-- Opening Marker --
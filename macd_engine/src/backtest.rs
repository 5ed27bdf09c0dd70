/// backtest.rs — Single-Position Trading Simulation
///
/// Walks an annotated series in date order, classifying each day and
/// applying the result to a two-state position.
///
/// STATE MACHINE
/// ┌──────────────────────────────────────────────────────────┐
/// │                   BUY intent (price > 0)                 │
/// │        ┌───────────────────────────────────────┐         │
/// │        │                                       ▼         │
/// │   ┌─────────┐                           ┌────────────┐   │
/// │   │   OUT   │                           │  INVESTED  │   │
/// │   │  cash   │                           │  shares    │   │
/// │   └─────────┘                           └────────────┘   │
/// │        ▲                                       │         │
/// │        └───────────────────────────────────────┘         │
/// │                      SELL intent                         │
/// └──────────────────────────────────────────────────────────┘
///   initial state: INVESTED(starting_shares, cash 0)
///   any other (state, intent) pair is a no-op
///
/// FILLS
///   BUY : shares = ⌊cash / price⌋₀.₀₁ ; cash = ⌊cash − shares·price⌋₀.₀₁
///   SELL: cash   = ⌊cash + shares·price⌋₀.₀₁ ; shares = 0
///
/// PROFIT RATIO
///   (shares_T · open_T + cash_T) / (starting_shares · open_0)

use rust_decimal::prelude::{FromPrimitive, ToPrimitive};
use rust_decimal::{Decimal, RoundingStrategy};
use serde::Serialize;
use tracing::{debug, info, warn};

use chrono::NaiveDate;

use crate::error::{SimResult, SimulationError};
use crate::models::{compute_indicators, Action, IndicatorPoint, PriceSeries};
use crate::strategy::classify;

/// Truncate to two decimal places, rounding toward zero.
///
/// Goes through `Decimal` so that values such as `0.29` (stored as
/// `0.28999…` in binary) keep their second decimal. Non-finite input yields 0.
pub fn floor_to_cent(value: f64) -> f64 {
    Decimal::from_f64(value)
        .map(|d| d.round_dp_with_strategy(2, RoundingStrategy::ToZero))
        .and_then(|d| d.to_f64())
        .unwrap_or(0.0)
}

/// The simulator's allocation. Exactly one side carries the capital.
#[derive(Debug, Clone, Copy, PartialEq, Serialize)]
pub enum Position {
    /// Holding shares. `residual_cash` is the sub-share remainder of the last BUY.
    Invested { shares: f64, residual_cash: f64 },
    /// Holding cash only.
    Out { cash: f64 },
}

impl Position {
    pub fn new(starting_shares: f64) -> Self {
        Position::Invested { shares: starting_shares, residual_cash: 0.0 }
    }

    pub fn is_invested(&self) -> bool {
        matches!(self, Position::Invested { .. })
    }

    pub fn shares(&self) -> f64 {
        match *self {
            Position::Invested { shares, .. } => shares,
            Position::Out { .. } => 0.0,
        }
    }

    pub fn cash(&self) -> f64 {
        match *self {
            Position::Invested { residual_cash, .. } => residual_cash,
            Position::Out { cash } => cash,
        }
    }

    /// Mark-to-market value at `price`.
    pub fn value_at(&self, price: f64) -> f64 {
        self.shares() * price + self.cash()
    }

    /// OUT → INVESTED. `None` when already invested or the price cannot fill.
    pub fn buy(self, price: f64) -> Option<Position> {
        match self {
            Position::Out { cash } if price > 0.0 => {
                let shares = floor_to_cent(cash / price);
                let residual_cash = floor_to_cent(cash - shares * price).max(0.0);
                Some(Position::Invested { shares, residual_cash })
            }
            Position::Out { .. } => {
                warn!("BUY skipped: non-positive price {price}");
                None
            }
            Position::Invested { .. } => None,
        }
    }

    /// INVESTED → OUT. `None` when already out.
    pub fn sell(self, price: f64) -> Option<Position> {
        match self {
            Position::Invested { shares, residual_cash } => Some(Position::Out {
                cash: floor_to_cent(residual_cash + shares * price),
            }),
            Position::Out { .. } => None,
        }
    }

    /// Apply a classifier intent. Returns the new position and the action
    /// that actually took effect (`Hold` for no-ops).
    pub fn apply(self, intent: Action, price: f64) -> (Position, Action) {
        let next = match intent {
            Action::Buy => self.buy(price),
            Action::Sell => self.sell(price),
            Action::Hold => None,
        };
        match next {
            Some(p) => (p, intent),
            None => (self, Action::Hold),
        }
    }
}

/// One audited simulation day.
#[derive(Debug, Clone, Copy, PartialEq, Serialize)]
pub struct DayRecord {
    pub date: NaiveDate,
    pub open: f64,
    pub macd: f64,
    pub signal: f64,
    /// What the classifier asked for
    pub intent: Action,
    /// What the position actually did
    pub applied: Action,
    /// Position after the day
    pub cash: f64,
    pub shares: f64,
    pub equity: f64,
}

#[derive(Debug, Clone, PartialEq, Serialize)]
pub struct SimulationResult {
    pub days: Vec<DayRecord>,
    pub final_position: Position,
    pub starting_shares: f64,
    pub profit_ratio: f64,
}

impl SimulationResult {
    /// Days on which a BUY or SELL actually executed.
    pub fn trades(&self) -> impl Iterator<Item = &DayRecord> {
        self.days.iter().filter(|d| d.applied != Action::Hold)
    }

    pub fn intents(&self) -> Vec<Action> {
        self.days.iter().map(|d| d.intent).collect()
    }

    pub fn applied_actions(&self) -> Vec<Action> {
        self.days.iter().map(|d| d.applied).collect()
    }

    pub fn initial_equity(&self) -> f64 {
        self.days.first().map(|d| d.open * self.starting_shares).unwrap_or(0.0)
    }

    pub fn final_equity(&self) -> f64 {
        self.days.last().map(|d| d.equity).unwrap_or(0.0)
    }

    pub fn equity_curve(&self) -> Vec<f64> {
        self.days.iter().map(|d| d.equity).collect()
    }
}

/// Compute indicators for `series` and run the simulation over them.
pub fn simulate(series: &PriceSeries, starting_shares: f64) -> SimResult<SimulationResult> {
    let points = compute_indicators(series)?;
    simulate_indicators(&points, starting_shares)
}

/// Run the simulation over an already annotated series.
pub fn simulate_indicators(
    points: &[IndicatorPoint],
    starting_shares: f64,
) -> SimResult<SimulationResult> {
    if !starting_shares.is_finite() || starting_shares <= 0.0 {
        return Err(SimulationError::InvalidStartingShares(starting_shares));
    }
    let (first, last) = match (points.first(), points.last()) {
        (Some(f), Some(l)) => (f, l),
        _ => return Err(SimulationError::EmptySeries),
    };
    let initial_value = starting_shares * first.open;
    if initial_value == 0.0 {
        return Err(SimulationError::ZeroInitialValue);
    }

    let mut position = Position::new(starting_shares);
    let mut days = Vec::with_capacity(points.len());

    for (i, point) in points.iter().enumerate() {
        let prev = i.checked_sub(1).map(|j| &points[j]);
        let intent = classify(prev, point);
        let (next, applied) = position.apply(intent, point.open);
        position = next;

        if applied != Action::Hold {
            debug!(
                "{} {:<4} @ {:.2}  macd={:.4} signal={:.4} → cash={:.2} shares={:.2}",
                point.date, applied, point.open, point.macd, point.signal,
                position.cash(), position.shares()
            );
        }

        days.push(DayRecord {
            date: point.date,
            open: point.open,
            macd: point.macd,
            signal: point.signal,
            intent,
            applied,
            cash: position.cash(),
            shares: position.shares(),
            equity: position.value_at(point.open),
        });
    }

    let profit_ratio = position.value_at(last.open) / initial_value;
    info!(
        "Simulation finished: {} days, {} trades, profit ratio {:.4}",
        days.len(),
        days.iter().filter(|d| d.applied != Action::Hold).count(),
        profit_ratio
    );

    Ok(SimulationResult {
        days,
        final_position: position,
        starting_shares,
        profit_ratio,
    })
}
-- Closing Marker --
WORK REQUIRED — Where a line in the records above contains the word "DayRecord", copy that line.

TASK RESULT —
pub struct DayRecord {
    pub days: Vec<DayRecord>,
    pub fn trades(&self) -> impl Iterator<Item = &DayRecord> {
        days.push(DayRecord {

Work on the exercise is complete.